At the end of the Imagine conference this year, instead of the traditional bar camp, Sherrie Rohde tried something new – DevExchange. Rather than presentations, groups of developers shared there experiences and thoughts on a current hot topic. There were two sessions of around 10 tables, intermixed with drinks and a ping pong table. The first topic I sat in on (well, stood up for really – there were almost as many people standing as sitting) was on Headless Magento.
I previously wrote a blog post on headless Magento, so I was curious to see where the conversation was going to go. I was half expecting an Angular 2 vs React JS discussion to break out.

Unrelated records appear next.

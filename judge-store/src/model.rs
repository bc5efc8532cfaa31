use chrono::{DateTime, Utc};
use judge_apis::{live::LiveJudgeStatus, rest::SubmissionView, Verdict};
use serde::{Deserialize, Serialize};
use uuid::Uuid;

#[derive(Serialize, Deserialize, Debug, Clone, PartialEq, Eq)]
pub struct User {
    pub id: u64,
    pub name: String,
}

#[derive(Serialize, Deserialize, Debug, Clone, PartialEq, Eq)]
pub struct Problem {
    pub id: u64,
    pub title: String,
    /// Points awarded on the first accepted submission. Unset means default.
    pub score: Option<u32>,
}

/// Reference to a test case's input and expected output in object storage.
#[derive(Serialize, Deserialize, Debug, Clone, PartialEq, Eq)]
pub struct TestCase {
    pub id: u64,
    pub problem_id: u64,
    pub input_path: String,
    pub output_path: String,
    pub is_sample: bool,
}

#[derive(Serialize, Deserialize, Debug, Clone, PartialEq)]
pub struct Submission {
    pub id: Uuid,
    pub user_id: u64,
    pub problem_id: u64,
    pub language: String,
    pub source_code: String,
    pub verdict: Verdict,
    pub execution_time_ms: Option<u64>,
    pub memory_kb: Option<u64>,
    pub passed_test_cases: u32,
    pub total_test_cases: u32,
    pub created_at: DateTime<Utc>,
}

impl Submission {
    /// Creates a placeholder record that is being judged.
    pub fn judging(user_id: u64, problem_id: u64, language: &str, source_code: &str) -> Submission {
        Submission {
            id: Uuid::new_v4(),
            user_id,
            problem_id,
            language: language.to_string(),
            source_code: source_code.to_string(),
            verdict: Verdict::Judging,
            execution_time_ms: None,
            memory_kb: None,
            passed_test_cases: 0,
            total_test_cases: 0,
            created_at: Utc::now(),
        }
    }

    /// Live status matching the stored state of the record.
    pub fn live_status(&self) -> LiveJudgeStatus {
        if !self.verdict.is_final() {
            return LiveJudgeStatus {
                verdict: self.verdict,
                ..LiveJudgeStatus::judging(self.id)
            };
        }
        LiveJudgeStatus {
            submission_id: self.id,
            verdict: self.verdict,
            passed: Some(self.passed_test_cases),
            total: Some(self.total_test_cases),
        }
    }

    pub fn view(&self) -> SubmissionView {
        SubmissionView {
            id: self.id,
            user_id: self.user_id,
            problem_id: self.problem_id,
            language: self.language.clone(),
            verdict: self.verdict,
            verdict_name: self.verdict.display_name().to_string(),
            execution_time_ms: self.execution_time_ms,
            memory_kb: self.memory_kb,
            created_at: self.created_at,
            total_test_cases: self.total_test_cases,
            passed_test_cases: self.passed_test_cases,
        }
    }
}

/// Terminal update applied to a submission once judging is over.
#[derive(Debug, Clone, PartialEq)]
pub struct Completion {
    pub verdict: Verdict,
    pub execution_time_ms: Option<u64>,
    pub memory_kb: Option<u64>,
    pub passed_test_cases: u32,
    pub total_test_cases: u32,
}

#[derive(Serialize, Deserialize, Debug, Clone, Default, PartialEq, Eq)]
pub struct UserStatistics {
    pub user_id: u64,
    pub solved_count: u32,
    pub ranking_point: u64,
}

Instead what immediately struck me from the table was the breadth of different use cases different people wanted to support. Sure, there were Content Management System integrations where the experience was managed by the CMS, and some did want to play with Angular or other frontend stacks, but just as common were others looking at Internet of Things use cases, Alexa integrations, chat bots, and more. Rather than focusing on the client talking to Magento, the discussion quickly converged on Magento APIs.
There was general agreement that the M2 APIs were much better in coverage than M1, but they could still be improved. Many were interested in a more modular version of Magento where you could use individual parts of Magento independently.
For example, a fair bit of the discussion was around the cart to order flow. To create a new order, for example, a cart id needs to be supplied. That is, you have to use the Magento APIs to create and populate a cart first, then use the cart id to create an order. In headless use cases, another system might implement the cart functionality, so it is more efficient for developers to go directly to order creation and supply all the details directly. (For illustration, think of a fridge with a button to order a new water filter cartridge. The fridge knows what to order, it just wants to get it done without messing around with a cart to collect things first.) People were happy to have large data structures passed in and out to achieve this (the full order contents in this case, to avoid having to create a cart first).
And this seemed to be the crux of the issue for most people. The current APIs are geared around a typical web store flow. Many of the APIs are fine, but some assume you have completed a previous step in a web store experience. People wanted to start the flow from wherever they wanted. Rather than pass in a quote id to create an order, they prefer to pass in the desired final order contents; rather than pass in a customer id, they want to pass in the billing and shipping address to use; rather than pass in a cart id to the tax or promotion discount calculation rule engine, they rather pass in the cart contents.
The end of this discussion was agreement from many participants to set up a GitHub repo for capturing further use case discussions (see github.com/ishakhsuvarov/going-headless), then move on to API definitions to better capture what different people want to achieve with the APIs.
All up this was an interesting discussion. I am sure I missed some details – others who attended are welcome to add their perspective or make any corrections to this thread!